Mottley, speaking to reporters after completing the nomination process as the ruling Barbados Labour Party (BLP) candidate for the St Michael North East constituency, said that in the coming months, tough decisions will have to be made to secure the future of the island.
“We have to take some decisions that will position this country to face some of the most difficult circumstances in the next 10 to 15 years,” she told reporters.
“If we don’t do it now we will be unprepared,” she said, adding “we have already seen how difficult it is to grow through the (COVID-19) pandemic, how difficult it is to deal with as a consequence of the climate crisis with the freak storm and the hurricane”.
She said it was the first hurricane to hit the island in 66 years and that the global community is also dealing with a number of other perils.
“Domestically we also have to prepare the platform where Barbadians can literally can be the best that they can be and that’s going to mean transformation in a number of areas so that our kids can have the best chances that they can have,” she added.
But attorney, Verla De Peiza, who is leading the opposition Democratic Labour Party (DLP) into a general election for the first time, told reporters after being nominated to contest the St Lucy, that the party is confident of reversing the 2018 results when it was swept out of office by a 30-nil drubbing at the hands of the BLP.
“It is clear that the dissatisfaction with present administration did not take long to set in and let’s face it, it’s a series of own goals that brought them to that point and our people are very pleased to have the opportunity to signal their discontent earlier than they expected.
“Ours was always a ground game so that suits us and also we have a young team of candidates, so social media suits us and that really is the focus we have to have going forward because the safety of our people is the immediate consideration whatever we do in our campaigning”>
De Peiza, who is also the DLP president, said that the party’s mobilization efforts will continue and “fortunately we have been a bit ahead of the game in that we had certain logistics organized, we are re-jigging a few things.
“Nationally, we were also about 90 percent ready…and the re-jigging will be to have a care for the climate in which we are in right now,” she said in reference to the coronavirus pandemic.
“It is a tough time to call an election, it is not even a necessary time to call an election with 18 months or so to go, it is what it is and we will do our part to make sure that our people are kept safe. There is no intention to endanger the lives of our citizens whilst they exercise their democratic rights”
She said that the DLP is also focusing on winning over “the middle group that takes their speed from the temperature of the country”.

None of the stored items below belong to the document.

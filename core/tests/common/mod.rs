// tests/common/mod.rs
#![allow(dead_code)] // Allow unused code in this common test module

use async_trait::async_trait;
use basket::{
  BasketError, BasketResult, Credential, Effects, MutationApplier, Notification, Notifier, Redirector, ResourceItem,
  ResourceKey, ResourceKind, SessionGate,
};
use parking_lot::Mutex;
use rust_decimal::Decimal;
use std::collections::VecDeque;
use std::sync::atomic::{AtomicU64, AtomicUsize, Ordering};
use std::sync::Arc;
use std::time::Duration;
use tokio::sync::Semaphore;
use tracing::Level;

pub const SIGN_IN_PATH: &str = "/signin";

pub fn price(units: i64) -> Decimal {
  Decimal::from(units)
}

// --- In-memory backend ---

/// A `RemoteResource` that behaves like the storefront backend, with scripted failures,
/// an optional artificial delay and a "hold" switch that parks calls until released.
pub struct MockRemote {
  kind: ResourceKind,
  server: Mutex<Vec<ResourceItem>>,
  failures: Mutex<VecDeque<(&'static str, BasketError)>>,
  held: Mutex<Option<Arc<Semaphore>>>,
  delay: Mutex<Option<Duration>>,
  calls: Mutex<Vec<String>>,
  next_id: AtomicU64,
}

impl MockRemote {
  pub fn new(kind: ResourceKind) -> Arc<Self> {
    Arc::new(Self {
      kind,
      server: Mutex::new(Vec::new()),
      failures: Mutex::new(VecDeque::new()),
      held: Mutex::new(None),
      delay: Mutex::new(None),
      calls: Mutex::new(Vec::new()),
      next_id: AtomicU64::new(0),
    })
  }

  /// Replaces server-side state.
  pub fn seed(&self, items: Vec<ResourceItem>) {
    *self.server.lock() = items;
  }

  pub fn server_items(&self) -> Vec<ResourceItem> {
    self.server.lock().clone()
  }

  /// The next call of `operation` ("fetch", "add", "update", "remove", "toggle") fails with `error`.
  pub fn fail_next(&self, operation: &'static str, error: BasketError) {
    self.failures.lock().push_back((operation, error));
  }

  /// Parks every following call until `release` hands out a turn.
  pub fn hold(&self) {
    *self.held.lock() = Some(Arc::new(Semaphore::new(0)));
  }

  pub fn release(&self, calls: usize) {
    if let Some(turns) = self.held.lock().as_ref() {
      turns.add_permits(calls);
    }
  }

  /// Stops holding; parked calls proceed.
  pub fn open(&self) {
    if let Some(turns) = self.held.lock().take() {
      turns.close();
    }
  }

  pub fn set_delay(&self, delay: Duration) {
    *self.delay.lock() = Some(delay);
  }

  pub fn calls(&self) -> Vec<String> {
    self.calls.lock().clone()
  }

  fn mint_id(&self) -> String {
    let n = self.next_id.fetch_add(1, Ordering::SeqCst) + 1;
    match self.kind {
      ResourceKind::Cart => format!("c{}", n),
      ResourceKind::Wishlist => format!("w{}", n),
    }
  }

  async fn enter(&self, call: String, operation: &'static str) -> BasketResult<()> {
    self.calls.lock().push(call);
    let turns = self.held.lock().clone();
    if let Some(turns) = turns {
      // A closed semaphore means the hold was lifted.
      if let Ok(permit) = turns.acquire().await {
        permit.forget();
      }
    }
    let delay = *self.delay.lock();
    if let Some(delay) = delay {
      tokio::time::sleep(delay).await;
    }
    let mut failures = self.failures.lock();
    if failures.front().is_some_and(|(op, _)| *op == operation) {
      if let Some((_, error)) = failures.pop_front() {
        return Err(error);
      }
    }
    Ok(())
  }
}

#[async_trait]
impl basket::RemoteResource for MockRemote {
  fn kind(&self) -> ResourceKind {
    self.kind
  }

  async fn fetch_collection(&self, _credential: &Credential) -> BasketResult<Vec<ResourceItem>> {
    self.enter("fetch".to_string(), "fetch").await?;
    Ok(self.server.lock().clone())
  }

  async fn add_item(
    &self,
    _credential: &Credential,
    product_id: &str,
    quantity: u32,
    variant: Option<&str>,
  ) -> BasketResult<ResourceItem> {
    self.enter(format!("add:{}:{}", product_id, quantity), "add").await?;
    let mut server = self.server.lock();
    if let Some(existing) = server.iter_mut().find(|i| i.matches(product_id, variant)) {
      existing.quantity += quantity;
      return Ok(existing.clone());
    }
    // Price is whatever the catalogue says; tests seed 50000 for everything.
    let item = ResourceItem::confirmed(
      self.mint_id(),
      product_id,
      variant.map(str::to_string),
      quantity,
      price(50_000),
    );
    server.push(item.clone());
    Ok(item)
  }

  async fn update_item(&self, _credential: &Credential, item_id: &str, quantity: u32) -> BasketResult<ResourceItem> {
    self.enter(format!("update:{}:{}", item_id, quantity), "update").await?;
    let mut server = self.server.lock();
    match server.iter_mut().find(|i| i.server_id() == Some(item_id)) {
      Some(existing) => {
        existing.quantity = quantity;
        Ok(existing.clone())
      }
      None => Err(BasketError::conflict("Item not found")),
    }
  }

  async fn remove_item(&self, _credential: &Credential, item_id: &str) -> BasketResult<()> {
    self.enter(format!("remove:{}", item_id), "remove").await?;
    let mut server = self.server.lock();
    let before = server.len();
    server.retain(|i| i.server_id() != Some(item_id));
    if server.len() == before {
      return Err(BasketError::conflict("Item not found"));
    }
    Ok(())
  }

  async fn toggle_item(&self, _credential: &Credential, product_id: &str) -> BasketResult<bool> {
    self.enter(format!("toggle:{}", product_id), "toggle").await?;
    let mut server = self.server.lock();
    if server.iter().any(|i| i.product_id == product_id) {
      server.retain(|i| i.product_id != product_id);
      Ok(false)
    } else {
      let item = ResourceItem::confirmed(self.mint_id(), product_id, None, 1, price(50_000));
      server.push(item);
      Ok(true)
    }
  }
}

// --- Recording collaborators ---

#[derive(Default)]
pub struct RecordingNotifier {
  seen: Mutex<Vec<Notification>>,
}

impl RecordingNotifier {
  pub fn all(&self) -> Vec<Notification> {
    self.seen.lock().clone()
  }

  pub fn messages(&self) -> Vec<String> {
    self.seen.lock().iter().map(|n| n.message.clone()).collect()
  }

  pub fn failures(&self) -> Vec<Notification> {
    self.seen.lock().iter().filter(|n| n.is_failure()).cloned().collect()
  }

  pub fn count(&self) -> usize {
    self.seen.lock().len()
  }
}

impl Notifier for RecordingNotifier {
  fn notify(&self, notification: Notification) {
    tracing::debug!(target: "test_notifier", message = %notification.message, "recorded");
    self.seen.lock().push(notification);
  }
}

#[derive(Default)]
pub struct RecordingRedirector {
  redirects: Mutex<Vec<(String, String)>>,
}

impl RecordingRedirector {
  pub fn count(&self) -> usize {
    self.redirects.lock().len()
  }

  pub fn actions(&self) -> Vec<String> {
    self.redirects.lock().iter().map(|(_, action)| action.clone()).collect()
  }

  pub fn last_path(&self) -> Option<String> {
    self.redirects.lock().last().map(|(path, _)| path.clone())
  }
}

impl Redirector for RecordingRedirector {
  fn redirect_to_sign_in(&self, sign_in_path: &str, action: &str) {
    self.redirects.lock().push((sign_in_path.to_string(), action.to_string()));
  }
}

#[derive(Default)]
pub struct CountingEffects {
  pub added: AtomicUsize,
}

impl Effects for CountingEffects {
  fn item_added(&self, _resource: ResourceKind, _item: &ResourceItem) {
    self.added.fetch_add(1, Ordering::SeqCst);
  }
}

// --- Harness ---

pub struct Harness {
  pub applier: MutationApplier,
  pub remote: Arc<MockRemote>,
  pub notifier: Arc<RecordingNotifier>,
  pub redirector: Arc<RecordingRedirector>,
  pub gate: SessionGate,
}

impl Harness {
  pub fn signed_in(kind: ResourceKind) -> Self {
    let harness = Self::signed_out(kind);
    harness.gate.sign_in(Credential::bearer("test-token"));
    harness
  }

  pub fn signed_out(kind: ResourceKind) -> Self {
    Self::with_timeout(kind, Duration::from_secs(5))
  }

  pub fn with_timeout(kind: ResourceKind, timeout: Duration) -> Self {
    let remote = MockRemote::new(kind);
    let notifier = Arc::new(RecordingNotifier::default());
    let redirector = Arc::new(RecordingRedirector::default());
    let gate = SessionGate::new(redirector.clone(), SIGN_IN_PATH);
    let applier = MutationApplier::builder(remote.clone(), gate.clone())
      .notifier(notifier.clone())
      .request_timeout(timeout)
      .build();
    Self {
      applier,
      remote,
      notifier,
      redirector,
      gate,
    }
  }

  pub fn quantity(&self, key: &ResourceKey) -> Option<u32> {
    self.applier.snapshot().get(key).map(|i| i.quantity)
  }
}

// --- Helper for Tracing Setup (call once per test run if needed) ---
use once_cell::sync::Lazy;
static TRACING_INIT: Lazy<()> = Lazy::new(|| {
  tracing_subscriber::fmt()
    .with_max_level(Level::DEBUG)
    .with_test_writer() // Important for tests to capture output
    .try_init()
    .ok(); // Allow multiple initializations in tests (ok if fails)
});

pub fn setup_tracing() {
  Lazy::force(&TRACING_INIT);
}

/// Polls `condition` until it holds, failing the test after about a second.
pub async fn eventually(mut condition: impl FnMut() -> bool) {
  for _ in 0..200 {
    if condition() {
      return;
    }
    tokio::time::sleep(Duration::from_millis(5)).await;
  }
  panic!("condition not met in time");
}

Political observers expect the fight to be a straight battle between the BLP and the DLP, with both parties nominating 30 candidates each for the election.
The Electoral Department has not yet released the total number of candidates that will contest the elections, but said that eligible voters, whose names do not appear on the Preliminary List of Electors, are reminded that they must be registered by Tuesday, the last day for registration for the January 19 poll.
It said inspection of the Preliminary List of Electors and registration to be an elector may be done at any of the Revising/Registration Centers in each constituency and that voters can access the chatbox on the website to confirm their electoral registration status and registration details by entering a query such as, “Am I registered”, followed by entering their National Registration Number.